Apple and Amazon Know About a Massive Hack Exploit—And Have Done Nothing (Updated)

"....just lock down your entire online life until further notice."

Exaggerated to some extent, but certainly a problem. How to fix it? Critical comments are often far easier than constructive suggestions.
 
Nothing was hacked. Social engineering at it's finest.

Well the Amazon was an exploit. You add a CC to an account which apparently you do not have to log in to do it. Then once it is added you can use that CC account number to reset the password. The CC number is fake.

First you call Amazon and tell them you are the account holder, and want to add a credit card number to the account. All you need is the name on the account, an associated e-mail address, and the billing address. Amazon then allows you to input a new credit card. (Wired used a bogus credit card number from a website that generates fake card numbers that conform with the industry’s published self-check algorithm.) Then you hang up.

Next you call back, and tell Amazon that you’ve lost access to your account. Upon providing a name, billing address, and the new credit card number you gave the company on the prior call, Amazon will allow you to add a new e-mail address to the account. From here, you go to the Amazon website, and send a password reset to the new e-mail account. This allows you to see all the credit cards on file for the account — not the complete numbers, just the last four digits. But, as we know, Apple only needs those last four digits. We asked Amazon to comment on its security policy, but didn’t have anything to share by press time.
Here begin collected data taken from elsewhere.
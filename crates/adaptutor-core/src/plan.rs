//! Weekly study plan types.

use serde::{Deserialize, Serialize};

/// A personalized weekly learning plan.
#[derive(Debug, Clone, PartialEq, Serialize, Deserialize)]
#[serde(rename_all = "camelCase")]
pub struct StudyPlan {
    #[serde(default, skip_serializing_if = "Option::is_none")]
    pub greeting: Option<String>,
    #[serde(default, skip_serializing_if = "Option::is_none")]
    pub greeting_hindi: Option<String>,
    pub week_title: String,
    #[serde(default, skip_serializing_if = "Option::is_none")]
    pub motivational_message: Option<String>,
    pub days: Vec<PlanDay>,
    #[serde(default, skip_serializing_if = "Option::is_none")]
    pub weekend_challenge: Option<WeekendChallenge>,
    #[serde(default, skip_serializing_if = "Option::is_none")]
    pub parent_guidance: Option<ParentGuidance>,
}

/// One day of a plan.
#[derive(Debug, Clone, PartialEq, Serialize, Deserialize)]
#[serde(rename_all = "camelCase")]
pub struct PlanDay {
    pub day: String,
    pub topic: String,
    #[serde(default)]
    pub activities: Vec<String>,
    #[serde(default)]
    pub resources: Vec<String>,
    #[serde(default, skip_serializing_if = "Option::is_none")]
    pub estimated_time: Option<String>,
    /// Free text; generated plans do not always use the tier names.
    #[serde(default, skip_serializing_if = "Option::is_none")]
    pub difficulty_level: Option<String>,
}

#[derive(Debug, Clone, PartialEq, Serialize, Deserialize)]
pub struct WeekendChallenge {
    pub title: String,
    #[serde(default)]
    pub description: String,
    #[serde(default, skip_serializing_if = "Option::is_none")]
    pub example: Option<String>,
}

#[derive(Debug, Clone, PartialEq, Serialize, Deserialize)]
pub struct ParentGuidance {
    #[serde(default)]
    pub english: String,
    #[serde(default)]
    pub hindi: String,
}
//! Configuration loading and provider factory.

use std::collections::HashMap;
use std::path::{Path, PathBuf};
use std::time::Duration;

use anyhow::{Context, Result};
use serde::{Deserialize, Serialize};

use adaptutor_core::engine::EngineConfig;
use adaptutor_core::prompt::DEFAULT_QUESTION_COUNT;
use adaptutor_core::traits::LlmProvider;

use crate::gemini::GeminiProvider;
use crate::offline::OfflineProvider;
use crate::openai::OpenAiProvider;

/// Configuration for a single generation provider.
///
/// Note: Custom Debug impl masks API keys to prevent accidental exposure in logs.
#[derive(Clone, Serialize, Deserialize)]
#[serde(tag = "type", rename_all = "lowercase")]
pub enum ProviderConfig {
    OpenAI {
        api_key: String,
        #[serde(default)]
        base_url: Option<String>,
        #[serde(default)]
        org_id: Option<String>,
    },
    Gemini {
        api_key: String,
        #[serde(default)]
        base_url: Option<String>,
    },
    Offline,
}

impl std::fmt::Debug for ProviderConfig {
    fn fmt(&self, f: &mut std::fmt::Formatter<'_>) -> std::fmt::Result {
        match self {
            ProviderConfig::OpenAI {
                api_key: _,
                base_url,
                org_id,
            } => f
                .debug_struct("OpenAI")
                .field("api_key", &"***")
                .field("base_url", base_url)
                .field("org_id", org_id)
                .finish(),
            ProviderConfig::Gemini {
                api_key: _,
                base_url,
            } => f
                .debug_struct("Gemini")
                .field("api_key", &"***")
                .field("base_url", base_url)
                .finish(),
            ProviderConfig::Offline => f.write_str("Offline"),
        }
    }
}

impl ProviderConfig {
    fn api_key(&self) -> Option<&str> {
        match self {
            ProviderConfig::OpenAI { api_key, .. } | ProviderConfig::Gemini { api_key, .. } => {
                Some(api_key)
            }
            ProviderConfig::Offline => None,
        }
    }
}

/// Top-level adaptutor configuration.
#[derive(Debug, Clone, Serialize, Deserialize)]
pub struct AdaptutorConfig {
    /// Provider configurations keyed by name.
    #[serde(default)]
    pub providers: HashMap<String, ProviderConfig>,
    /// Provider used when none is named on the command line.
    #[serde(default = "default_provider")]
    pub default_provider: String,
    /// Default model to use.
    #[serde(default = "default_model")]
    pub default_model: String,
    #[serde(default = "default_temperature")]
    pub default_temperature: f64,
    #[serde(default = "default_max_tokens")]
    pub max_tokens: u32,
    /// Max retries on transient provider errors.
    #[serde(default = "default_retries")]
    pub max_retries: u32,
    /// Initial delay between retries in milliseconds.
    #[serde(default = "default_retry_delay")]
    pub retry_delay_ms: u64,
    /// Upper bound on one generation call.
    #[serde(default = "default_generation_timeout")]
    pub generation_timeout_secs: u64,
    /// Attempts at a conflicting progress update before giving up.
    #[serde(default = "default_update_attempts")]
    pub max_update_attempts: u32,
    /// Questions per round.
    #[serde(default = "default_question_count")]
    pub question_count: usize,
    /// Directory holding learner progress records.
    #[serde(default = "default_data_dir")]
    pub data_dir: PathBuf,
}

fn default_provider() -> String {
    "gemini".to_string()
}
fn default_model() -> String {
    "gemini-2.5-flash".to_string()
}
fn default_temperature() -> f64 {
    0.7
}
fn default_max_tokens() -> u32 {
    4096
}
fn default_retries() -> u32 {
    2
}
fn default_retry_delay() -> u64 {
    500
}
fn default_generation_timeout() -> u64 {
    30
}
fn default_update_attempts() -> u32 {
    5
}
fn default_question_count() -> usize {
    DEFAULT_QUESTION_COUNT
}
fn default_data_dir() -> PathBuf {
    PathBuf::from("./adaptutor-data")
}

impl Default for AdaptutorConfig {
    fn default() -> Self {
        Self {
            providers: HashMap::new(),
            default_provider: default_provider(),
            default_model: default_model(),
            default_temperature: default_temperature(),
            max_tokens: default_max_tokens(),
            max_retries: default_retries(),
            retry_delay_ms: default_retry_delay(),
            generation_timeout_secs: default_generation_timeout(),
            max_update_attempts: default_update_attempts(),
            question_count: default_question_count(),
            data_dir: default_data_dir(),
        }
    }
}

impl AdaptutorConfig {
    /// Engine settings derived from this configuration.
    pub fn engine_config(&self, model: Option<&str>) -> EngineConfig {
        EngineConfig {
            model: model.unwrap_or(&self.default_model).to_string(),
            temperature: self.default_temperature,
            max_tokens: self.max_tokens,
            generation_timeout: Duration::from_secs(self.generation_timeout_secs),
            max_retries: self.max_retries,
            retry_delay: Duration::from_millis(self.retry_delay_ms),
            max_update_attempts: self.max_update_attempts.max(1),
            question_count: self.question_count.max(1),
            system_prompt_override: None,
        }
    }
}

/// Resolve environment variable references like `${VAR_NAME}` in a string.
fn resolve_env_vars(s: &str) -> String {
    let mut result = String::with_capacity(s.len());
    let mut rest = s;
    while let Some(start) = rest.find("${") {
        result.push_str(&rest[..start]);
        let Some(end) = rest[start..].find('}') else {
            rest = &rest[start..];
            break;
        };
        let var_name = &rest[start + 2..start + end];
        result.push_str(&std::env::var(var_name).unwrap_or_default());
        rest = &rest[start + end + 1..];
    }
    result.push_str(rest);
    result
}

/// Resolve env vars in a provider config.
fn resolve_provider_config(config: &ProviderConfig) -> ProviderConfig {
    match config {
        ProviderConfig::OpenAI {
            api_key,
            base_url,
            org_id,
        } => ProviderConfig::OpenAI {
            api_key: resolve_env_vars(api_key),
            base_url: base_url.as_ref().map(|u| resolve_env_vars(u)),
            org_id: org_id.as_ref().map(|o| resolve_env_vars(o)),
        },
        ProviderConfig::Gemini { api_key, base_url } => ProviderConfig::Gemini {
            api_key: resolve_env_vars(api_key),
            base_url: base_url.as_ref().map(|u| resolve_env_vars(u)),
        },
        ProviderConfig::Offline => ProviderConfig::Offline,
    }
}

/// Load configuration from well-known paths.
///
/// Search order:
/// 1. `adaptutor.toml` in the current directory
/// 2. `~/.config/adaptutor/config.toml`
///
/// Environment variable overrides: `ADAPTUTOR_OPENAI_KEY`, `ADAPTUTOR_GEMINI_KEY`.
pub fn load_config() -> Result<AdaptutorConfig> {
    load_config_from(None)
}

/// Load config from an explicit path, or search the default locations.
pub fn load_config_from(path: Option<&Path>) -> Result<AdaptutorConfig> {
    let config_path = if let Some(p) = path {
        if p.exists() {
            Some(p.to_path_buf())
        } else {
            anyhow::bail!("config file not found: {}", p.display());
        }
    } else {
        let local = PathBuf::from("adaptutor.toml");
        if local.exists() {
            Some(local)
        } else {
            dirs_path()
                .map(|dir| dir.join("config.toml"))
                .filter(|global| global.exists())
        }
    };

    let mut config = match config_path {
        Some(path) => {
            tracing::debug!("loading config from {}", path.display());
            let content = std::fs::read_to_string(&path)
                .with_context(|| format!("failed to read config: {}", path.display()))?;
            toml::from_str::<AdaptutorConfig>(&content)
                .with_context(|| format!("failed to parse config: {}", path.display()))?
        }
        None => AdaptutorConfig::default(),
    };

    // Apply env var overrides
    if let Ok(key) = std::env::var("ADAPTUTOR_GEMINI_KEY") {
        let entry = config
            .providers
            .entry("gemini".into())
            .or_insert(ProviderConfig::Gemini {
                api_key: String::new(),
                base_url: None,
            });
        if let ProviderConfig::Gemini { api_key, .. } = entry {
            *api_key = key;
        }
    }

    if let Ok(key) = std::env::var("ADAPTUTOR_OPENAI_KEY") {
        let entry = config
            .providers
            .entry("openai".into())
            .or_insert(ProviderConfig::OpenAI {
                api_key: String::new(),
                base_url: None,
                org_id: None,
            });
        if let ProviderConfig::OpenAI { api_key, .. } = entry {
            *api_key = key;
        }
    }

    config.providers = config
        .providers
        .iter()
        .map(|(k, v)| (k.clone(), resolve_provider_config(v)))
        .collect();

    Ok(config)
}

fn dirs_path() -> Option<PathBuf> {
    std::env::var("HOME")
        .ok()
        .map(|h| PathBuf::from(h).join(".config").join("adaptutor"))
}

/// Create a provider instance from its configuration.
pub fn create_provider(config: &ProviderConfig) -> Result<Box<dyn LlmProvider>> {
    match config {
        ProviderConfig::Gemini { api_key, base_url } => {
            Ok(Box::new(GeminiProvider::new(api_key, base_url.clone())?))
        }
        ProviderConfig::OpenAI {
            api_key,
            base_url,
            org_id,
        } => Ok(Box::new(OpenAiProvider::new(
            api_key,
            base_url.clone(),
            org_id.clone(),
        )?)),
        ProviderConfig::Offline => Ok(Box::new(OfflineProvider::default())),
    }
}

/// Pick the named provider (or the default one) from `config`.
///
/// A provider that is not configured, or whose API key resolved to an empty
/// string, degrades to the offline provider so requests are still served
/// from built-in content.
pub fn resolve_provider(
    config: &AdaptutorConfig,
    name: Option<&str>,
) -> Result<Box<dyn LlmProvider>> {
    let name = name.unwrap_or(&config.default_provider);
    match config.providers.get(name) {
        Some(provider) if provider.api_key().is_some_and(|k| k.trim().is_empty()) => {
            tracing::warn!("provider '{name}' has no API key, serving built-in content");
            Ok(Box::new(OfflineProvider::new(format!(
                "provider '{name}' has no API key"
            ))))
        }
        Some(provider) => create_provider(provider),
        None => {
            tracing::warn!("provider '{name}' is not configured, serving built-in content");
            Ok(Box::new(OfflineProvider::new(format!(
                "provider '{name}' is not configured"
            ))))
        }
    }
}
So, if you have both an Amazon account and an Apple account you can take them both over with a fake credit card number if you know the billing address and email address.
 
I can't believe how lax Amazon is. My dept is buying me a hard drive, and my secretary told me to just order it online, and put it on the dept card. I went into my Amazon account, added a new card, with her name, and her billing address, and poof! It was automatically accepted. No verification, nothing. Easy for me for sure, but always struck me as strange.
 
Amazon has done this sort of thing for YEARS. My parents have asked me to buy items on Amazon on occasion and instead of them having to re-pay me, my Mom just gave me her CC info. I plugged it in and purchased the item. In this case, the billing address matched the ship-to address, which helps, but you'd still think Amazon would question why *I* am putting in someone else's CC info and address.
 
Amazon has done this sort of thing for YEARS. My parents have asked me to buy items on Amazon on occasion and instead of them having to re-pay me, my Mom just gave me her CC info. I plugged it in and purchased the item. In this case, the billing address matched the ship-to address, which helps, but you'd still think Amazon would question why *I* am putting in someone else's CC info and address.

Exactly. I mean sure, it was convenient, and if it was a stolen card it would be hard to hide the evidence of it, but it always surprises me.
 
I agree with the assertion that passwords have to go. What reliably replaces them, however, isn't easy to say. Any scheme will be based on one or more of the the three basic foundations of security:
• Something you know
• Something you have
• Something you are

Passwords are something you know. The problem with passwords are numerous: they have to be shared; they can be forgotten; they can be used in multiple locations, increasing the chance that a security breach can compromise multiple services; they can be easily guessed if there aren't complexity requirements.

A key is something you have. The problem with keys for Internet services is how you prove that you actually possess your key; the key can be lost (or stolen); the key is "static" and by its physical nature can be duplicated.

Biometrics is something you are. Fingerprints; voice patterns; facial recognition; retina scans; DNA. Very hard to fake and duplicate (various Hollywood movies not withstanding) but somewhat expensive to implement. Are you ready to replace "One-Click" with "One-Prick"?

I wonder if we can ever reach the point where we can make practical use of Quantum Entanglement for verification of our identities? When you press the "Verify Identify" button the existing quantum states of the entangled particles are read at both locations a million or so times and the results compared. If they match, you're who you say you are. Since the very act of reading the particle changes the state to some new random state, it's like flipping two coins a million times, only they both come up with the same Heads-Tails sequence.
 
I must point out that I read an article where they came up with a method to fool retina scans 80% of the time.